Il est tout de même pas très malin, ce lapin...

Le 16 mai 2008, le conseil de discipline décide de l’exclusion définitive de Lou Jatteau, pour "violences délibérées envers la Proviseure dans l’exercice de ses fonctions".

Virginie qui donne dans Bellaciao un résumé de l'affaire, fait quelques remarques critiques sur le déroulement de ce conseil de discipline. Ces critiques sont tout à fait justifiées (un conseil de discipline peut être une juridiction d'exception), mais je ne crois pas que madame Henry ait alors pris le risque de ne pas faire un conseil strictement conforme aux règlements...

L'exclusion définitive a d'ailleurs été confirmée en appel le 25 juin.

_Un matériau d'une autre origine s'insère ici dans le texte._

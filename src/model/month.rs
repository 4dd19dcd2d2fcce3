use anyhow::{bail, Context};
use chrono::{Datelike, NaiveDate};
use serde::{Deserialize, Serialize};
use std::fmt::{Display, Formatter};
use std::str::FromStr;

/// A calendar month, e.g. `2024-01`.
#[derive(Debug, Clone, Copy, Eq, PartialEq, Ord, PartialOrd, Hash)]
pub struct YearMonth {
    year: i32,
    month: u32,
}

impl YearMonth {
    /// Creates a `YearMonth`. `month` is 1-based.
    pub fn new(year: i32, month: u32) -> crate::Result<Self> {
        if !(1..=12).contains(&month) {
            bail!("Month must be between 1 and 12, got {month}");
        }
        // Rejects years outside of what chrono can represent.
        NaiveDate::from_ymd_opt(year, month, 1)
            .with_context(|| format!("{year}-{month:02} is not a valid month"))?;
        let this = Self { year, month };
        // The month after must also exist for the month's end to be known.
        let next = this.next();
        NaiveDate::from_ymd_opt(next.year, next.month, 1)
            .with_context(|| format!("{this} is outside the supported range of dates"))?;
        Ok(this)
    }

    pub fn of(date: NaiveDate) -> Self {
        Self {
            year: date.year(),
            month: date.month(),
        }
    }

    /// The month containing today's date in the local timezone.
    pub fn current() -> Self {
        Self::of(chrono::Local::now().date_naive())
    }

    pub fn year(&self) -> i32 {
        self.year
    }

    pub fn month(&self) -> u32 {
        self.month
    }

    pub fn first_day(&self) -> NaiveDate {
        NaiveDate::from_ymd_opt(self.year, self.month, 1).unwrap_or_default()
    }

    /// The number of days in the month.
    pub fn days(&self) -> u32 {
        match self.month {
            4 | 6 | 9 | 11 => 30,
            2 if self.is_leap_year() => 29,
            2 => 28,
            _ => 31,
        }
    }

    fn is_leap_year(&self) -> bool {
        let y = self.year;
        (y % 4 == 0 && y % 100 != 0) || y % 400 == 0
    }

    pub fn contains(&self, date: NaiveDate) -> bool {
        date.year() == self.year && date.month() == self.month
    }

    pub fn next(&self) -> Self {
        if self.month == 12 {
            Self {
                year: self.year + 1,
                month: 1,
            }
        } else {
            Self {
                year: self.year,
                month: self.month + 1,
            }
        }
    }

    pub fn prev(&self) -> Self {
        if self.month == 1 {
            Self {
                year: self.year - 1,
                month: 12,
            }
        } else {
            Self {
                year: self.year,
                month: self.month - 1,
            }
        }
    }
}

impl Display for YearMonth {
    fn fmt(&self, f: &mut Formatter<'_>) -> std::fmt::Result {
        write!(f, "{:04}-{:02}", self.year, self.month)
    }
}

impl FromStr for YearMonth {
    type Err = anyhow::Error;

    fn from_str(s: &str) -> Result<Self, Self::Err> {
        let s = s.trim();
        let (year, month) = s
            .split_once('-')
            .with_context(|| format!("Expected a month like 2024-01, got '{s}'"))?;
        let year = year
            .parse::<i32>()
            .with_context(|| format!("Invalid year in '{s}'"))?;
        let month = month
            .parse::<u32>()
            .with_context(|| format!("Invalid month in '{s}'"))?;
        YearMonth::new(year, month)
    }
}

impl Serialize for YearMonth {
    fn serialize<S: serde::Serializer>(&self, serializer: S) -> Result<S::Ok, S::Error> {
        serializer.collect_str(self)
    }
}

impl<'de> Deserialize<'de> for YearMonth {
    fn deserialize<D: serde::Deserializer<'de>>(deserializer: D) -> Result<Self, D::Error> {
        let s = String::deserialize(deserializer)?;
        YearMonth::from_str(&s).map_err(serde::de::Error::custom)
    }
}

#[cfg(test)]
mod tests {
    use super::*;

    fn ym(s: &str) -> YearMonth {
        YearMonth::from_str(s).unwrap()
    }

    #[test]
    fn test_days() {
        assert_eq!(ym("2024-01").days(), 31);
        assert_eq!(ym("2024-02").days(), 29);
        assert_eq!(ym("2023-02").days(), 28);
        assert_eq!(ym("2024-04").days(), 30);
        assert_eq!(ym("2024-12").days(), 31);
    }

    #[test]
    fn test_century_leap_years() {
        assert_eq!(ym("1900-02").days(), 28);
        assert_eq!(ym("2000-02").days(), 29);
    }

    #[test]
    fn test_last_representable_month_is_rejected() {
        let last_year = NaiveDate::MAX.year();
        assert!(YearMonth::new(last_year, 12).is_err());
        assert!(YearMonth::from_str(&format!("{last_year}-12")).is_err());

        let month = YearMonth::new(last_year, 11).unwrap();
        assert_eq!(month.days(), 30);
        assert_eq!(month.next().days(), 31);
    }

    #[test]
    fn test_navigation_wraps_years() {
        assert_eq!(ym("2024-12").next(), ym("2025-01"));
        assert_eq!(ym("2025-01").prev(), ym("2024-12"));
        assert_eq!(ym("2024-06").next().prev(), ym("2024-06"));
    }

    #[test]
    fn test_contains() {
        let jan = ym("2024-01");
        assert!(jan.contains(NaiveDate::from_ymd_opt(2024, 1, 31).unwrap()));
        assert!(!jan.contains(NaiveDate::from_ymd_opt(2024, 2, 1).unwrap()));
        assert!(!jan.contains(NaiveDate::from_ymd_opt(2023, 1, 15).unwrap()));
    }

    #[test]
    fn test_parse_and_display() {
        assert_eq!(ym("2024-3").to_string(), "2024-03");
        assert!(YearMonth::from_str("2024-13").is_err());
        assert!(YearMonth::from_str("2024").is_err());
        assert!(YearMonth::from_str("abcd-01").is_err());
    }
}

Lou Jatteau, inscrit en terminale au lycée Colbert, a obtenu son bac en juin 2009.

La plainte de madame Henry, qui n’avait pas eu d’ITT et avait refusé de se faire examiner par les unités médico-judiciaires (UMJ), a été classée sans suite.

La proviseure a tenu à maintenir sa plainte et a écrit dans ce sens au procureur de la République, faisant de cet incident, certes douloureux mais mineur, "une question de principe".

Il y a des gens qui ne supportent pas que l'autorité soit bafouée, surtout en leur propre personne.

Elle a obtenu satisfaction, et, ainsi que le résume l'article de Bellaciao:

Le 24 septembre dernier, Lou Jatteau a reçu sa citation à comparaitre en tant que prévenu devant le tribunal de grande instance de Paris pour avoir "volontairement commis des violences sur une personne chargée d’une mission de service publique". La peine maximale encourue est de trois ans de prison et 45 000 euros d’amende…

L'audience a eu lieu hier, au palais de Justice de Paris, devant lequel une vingtaine de collègues de madame Marie-Ange Henry, venus en renfort, ont dû rencontrer, sans trop se mélanger, je suppose, les ami(e)s de Lou Jatteau.

Métro, que je consulte rarement, fait un compte-rendu des débats:

Mercredi, le lycéen a nié les faits. "Lou a poussé la porte sur moi, content d’avoir obtenu la fermeture totale de l’établissement" a maintenu Mme H. Pourtant, malgré sa plainte, la proviseure, qui n’a pas eu d’ITT, a refusé de se faire examiner par les unités médico-judiciaires (UMJ). "Il y avait urgence, a justifié son avocat Me Hazan. Elle pensait à la situation dans le lycée. Elle ne pensait qu’à une chose : repartir sur le terrain !". "La démesure du pénal dans cette affaire est extrêmement choquante, a estimé Me Terrel, avocate de Lou J. La moindre des choses quand on porte plainte c’est d’aller aux UMJ…C’est regrettable si le pouce de Mme H a été égratigné". Selon elle, même les policiers dans leur procès-verbal ont fait état d’une "blessure légère et involontaire ", évoquant la l’hypothèse de l’accident conséquent à une porte fermée par inadvertance…

Selon la dépêche de l'AFP:

Le ministère public a requis à l'encontre de Lou Jatteau, 19 ans, (...) 60 heures de travail d'intérêt général.

La procureure, Camille Hennetier, a précisé qu'elle ne s'opposerait pas à une dispense d'inscription à son casier judiciaire, pour ne pas compromettre l'avenir de cet étudiant en sociologie.

La présidente du tribunal, Jacqueline Audax, a mis le jugement en délibéré au 18 novembre.

60 heures d'intérêt général pour une question de principe, c'est déjà pas mal...


PS: Le fait que Lou Jatteau soit le fils d'une journaliste du service "société" du quotidien Libération contribue certainement à la médiatisation de cette affaire.

Cela ne doit pas nous faire oublier l'acharnement dont il est l'objet de la part d'une prétendue spécialiste de l'éducation.